[Opening Material for the task section]
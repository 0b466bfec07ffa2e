pub mod health;

use axum::{
    routing::{get, post},
    Router,
};

use crate::planning::handlers;
use crate::state::AppState;

pub fn build_router(state: AppState) -> Router {
    Router::new()
        .route("/health", get(health::health_handler))
        .route(
            "/generate-itinerary/",
            post(handlers::handle_generate_itinerary),
        )
        // Both paths serve the same listing; the frontend uses either.
        .route("/itineraries/", get(handlers::handle_list_itineraries))
        .route(
            "/user-itineraries/",
            get(handlers::handle_list_itineraries),
        )
        .with_state(state)
}
use chrono::{DateTime, Utc};
use serde::{Deserialize, Serialize};
use serde_json::Value;
use sqlx::FromRow;
use uuid::Uuid;

/// A persisted itinerary. Serialized with the field names the frontend reads.
#[derive(Debug, Clone, Serialize, Deserialize, FromRow)]
pub struct ItineraryRow {
    pub id: Uuid,
    #[serde(rename = "user")]
    pub user_id: Uuid,
    #[serde(rename = "preference")]
    pub preference_id: Uuid,
    #[serde(rename = "itinerary_data")]
    pub payload: Value,
    pub created_at: DateTime<Utc>,
}
use std::collections::BTreeMap;

use chrono::{DateTime, NaiveDate, Utc};
use serde::{Deserialize, Deserializer, Serialize};
use sqlx::FromRow;
use uuid::Uuid;

/// Field name → list of messages, returned to the client as-is on a 400.
pub type FieldErrors = BTreeMap<String, Vec<String>>;

pub const DATE_FORMAT: &str = "%Y-%m-%d";

const MAX_PLACE_LEN: usize = 255;
const MAX_SHORT_LEN: usize = 100;

/// Raw request body for `POST /generate-itinerary/`.
///
/// Dates stay as strings here so a bad value becomes a field error
/// instead of a body-level rejection.
#[derive(Debug, Clone, Default, Deserialize)]
pub struct PreferenceInput {
    #[serde(default, deserialize_with = "deserialize_text")]
    pub departure: Option<String>,
    #[serde(default, deserialize_with = "deserialize_text")]
    pub destination: Option<String>,
    #[serde(default, deserialize_with = "deserialize_text")]
    pub budget: Option<String>,
    #[serde(default)]
    pub start_date: Option<String>,
    #[serde(default)]
    pub end_date: Option<String>,
    #[serde(default, deserialize_with = "deserialize_text")]
    pub travel_style: Option<String>,
    #[serde(default, deserialize_with = "deserialize_tag_list")]
    pub activities: Vec<String>,
    #[serde(default, deserialize_with = "deserialize_text")]
    pub transportation: Option<String>,
    #[serde(default, deserialize_with = "deserialize_tag_list")]
    pub health_issues: Vec<String>,
}

/// A validated preference, ready to persist.
#[derive(Debug, Clone, PartialEq)]
pub struct NewPreference {
    pub departure: Option<String>,
    pub destination: Option<String>,
    pub budget: Option<String>,
    pub start_date: NaiveDate,
    pub end_date: NaiveDate,
    pub travel_style: Option<String>,
    pub activities: Vec<String>,
    pub transportation: Option<String>,
    pub health_issues: Vec<String>,
}

#[derive(Debug, Clone, Serialize, Deserialize, FromRow)]
pub struct PreferenceRow {
    pub id: Uuid,
    pub user_id: Uuid,
    pub departure: Option<String>,
    pub destination: Option<String>,
    pub budget: Option<String>,
    pub start_date: NaiveDate,
    pub end_date: NaiveDate,
    pub travel_style: Option<String>,
    pub activities: Vec<String>,
    pub transportation: Option<String>,
    pub health_issues: Vec<String>,
    pub created_at: DateTime<Utc>,
    pub updated_at: DateTime<Utc>,
}

impl PreferenceInput {
    /// Validates the request. Missing dates default to `today`.
    pub fn validate(self, today: NaiveDate) -> Result<NewPreference, FieldErrors> {
        let mut errors = FieldErrors::new();

        let departure = clean_text(&mut errors, "departure", self.departure, MAX_PLACE_LEN);
        let destination = clean_text(&mut errors, "destination", self.destination, MAX_PLACE_LEN);
        let budget = clean_text(&mut errors, "budget", self.budget, MAX_SHORT_LEN);
        let travel_style =
            clean_text(&mut errors, "travel_style", self.travel_style, MAX_SHORT_LEN);
        let transportation = clean_text(
            &mut errors,
            "transportation",
            self.transportation,
            MAX_SHORT_LEN,
        );

        let start_date = parse_date(&mut errors, "start_date", self.start_date, today);
        let end_date = parse_date(&mut errors, "end_date", self.end_date, today);

        if let (Some(start), Some(end)) = (start_date, end_date) {
            if end < start {
                push_error(&mut errors, "end_date", "End date must not be before start date.");
            }
        }

        match (start_date, end_date) {
            (Some(start_date), Some(end_date)) if errors.is_empty() => Ok(NewPreference {
                departure,
                destination,
                budget,
                start_date,
                end_date,
                travel_style,
                activities: self.activities,
                transportation,
                health_issues: self.health_issues,
            }),
            _ => Err(errors),
        }
    }
}

fn clean_text(
    errors: &mut FieldErrors,
    field: &str,
    value: Option<String>,
    max_len: usize,
) -> Option<String> {
    let value = value.map(|v| v.trim().to_string()).filter(|v| !v.is_empty())?;
    if value.chars().count() > max_len {
        push_error(
            errors,
            field,
            &format!("Ensure this field has no more than {max_len} characters."),
        );
    }
    Some(value)
}

fn parse_date(
    errors: &mut FieldErrors,
    field: &str,
    value: Option<String>,
    today: NaiveDate,
) -> Option<NaiveDate> {
    match value.as_deref().map(str::trim) {
        None | Some("") => Some(today),
        Some(raw) => match NaiveDate::parse_from_str(raw, DATE_FORMAT) {
            Ok(date) => Some(date),
            Err(_) => {
                push_error(errors, field, "Date has wrong format. Use YYYY-MM-DD.");
                None
            }
        },
    }
}

fn push_error(errors: &mut FieldErrors, field: &str, message: &str) {
    errors
        .entry(field.to_string())
        .or_default()
        .push(message.to_string());
}

/// Text fields also accept bare numbers, e.g. `"budget": 6000`.
#[derive(Deserialize)]
#[serde(untagged)]
enum TextRepr {
    Text(String),
    Number(serde_json::Number),
}

fn deserialize_text<'de, D>(deserializer: D) -> Result<Option<String>, D::Error>
where
    D: Deserializer<'de>,
{
    Ok(Option::<TextRepr>::deserialize(deserializer)?.map(|raw| match raw {
        TextRepr::Text(text) => text,
        TextRepr::Number(number) => number.to_string(),
    }))
}

/// Tag lists arrive either as a JSON array or as one comma-delimited string.
#[derive(Deserialize)]
#[serde(untagged)]
enum TagListRepr {
    List(Vec<String>),
    Delimited(String),
}

fn deserialize_tag_list<'de, D>(deserializer: D) -> Result<Vec<String>, D::Error>
where
    D: Deserializer<'de>,
{
    let raw = Option::<TagListRepr>::deserialize(deserializer)?;
    Ok(match raw {
        None => Vec::new(),
        Some(TagListRepr::List(items)) => normalize_tags(items.iter().map(String::as_str)),
        Some(TagListRepr::Delimited(text)) => normalize_tags(text.split(',')),
    })
}

/// Trims each tag and drops empties, preserving order.
pub fn normalize_tags<'a>(items: impl Iterator<Item = &'a str>) -> Vec<String> {
    items
        .map(str::trim)
        .filter(|s| !s.is_empty())
        .map(str::to_string)
        .collect()
}

#[cfg(test)]
mod tests {
    use super::*;
    use serde_json::json;

    fn today() -> NaiveDate {
        NaiveDate::from_ymd_opt(2025, 5, 20).unwrap()
    }

    #[test]
    fn test_activities_accept_list_and_delimited_string() {
        let from_list: PreferenceInput = serde_json::from_value(json!({
            "activities": [" hiking ", "", "museums"]
        }))
        .unwrap();
        let from_text: PreferenceInput = serde_json::from_value(json!({
            "activities": "hiking, , museums"
        }))
        .unwrap();

        assert_eq!(from_list.activities, vec!["hiking", "museums"]);
        assert_eq!(from_text.activities, from_list.activities);
    }

    #[test]
    fn test_text_fields_accept_numbers() {
        let input: PreferenceInput = serde_json::from_value(json!({
            "destination": "Ooty",
            "budget": 6000,
            "travel_style": null
        }))
        .unwrap();
        assert_eq!(input.budget.as_deref(), Some("6000"));
        assert_eq!(input.destination.as_deref(), Some("Ooty"));
        assert_eq!(input.travel_style, None);
    }

    #[test]
    fn test_text_fields_reject_other_shapes() {
        let result = serde_json::from_value::<PreferenceInput>(json!({ "budget": {"max": 6000} }));
        assert!(result.is_err());
    }

    #[test]
    fn test_null_health_issues_become_empty_list() {
        let input: PreferenceInput =
            serde_json::from_value(json!({ "health_issues": null })).unwrap();
        assert!(input.health_issues.is_empty());
    }

    #[test]
    fn test_missing_dates_default_to_today() {
        let pref = PreferenceInput::default().validate(today()).unwrap();
        assert_eq!(pref.start_date, today());
        assert_eq!(pref.end_date, today());
    }

    #[test]
    fn test_end_before_start_is_rejected() {
        let input = PreferenceInput {
            start_date: Some("2025-06-03".to_string()),
            end_date: Some("2025-06-01".to_string()),
            ..Default::default()
        };
        let errors = input.validate(today()).unwrap_err();
        assert!(errors.contains_key("end_date"));
        assert!(!errors.contains_key("start_date"));
    }

    #[test]
    fn test_bad_date_format_is_a_field_error() {
        let input = PreferenceInput {
            start_date: Some("06/01/2025".to_string()),
            ..Default::default()
        };
        let errors = input.validate(today()).unwrap_err();
        assert_eq!(
            errors["start_date"],
            vec!["Date has wrong format. Use YYYY-MM-DD.".to_string()]
        );
    }

    #[test]
    fn test_blank_text_fields_are_stored_as_none() {
        let input = PreferenceInput {
            departure: Some("   ".to_string()),
            destination: Some(" Ooty ".to_string()),
            ..Default::default()
        };
        let pref = input.validate(today()).unwrap();
        assert_eq!(pref.departure, None);
        assert_eq!(pref.destination.as_deref(), Some("Ooty"));
    }

    #[test]
    fn test_overlong_budget_is_rejected() {
        let input = PreferenceInput {
            budget: Some("9".repeat(101)),
            ..Default::default()
        };
        let errors = input.validate(today()).unwrap_err();
        assert!(errors.contains_key("budget"));
    }
}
[Closing Material for the task section]
Exercise instructions:
Which of the lines in the data hold the string "wrong"? Report each of them by copying it.

Finished task:
                push_error(errors, field, "Date has wrong format. Use YYYY-MM-DD.");
            vec!["Date has wrong format. Use YYYY-MM-DD.".to_string()]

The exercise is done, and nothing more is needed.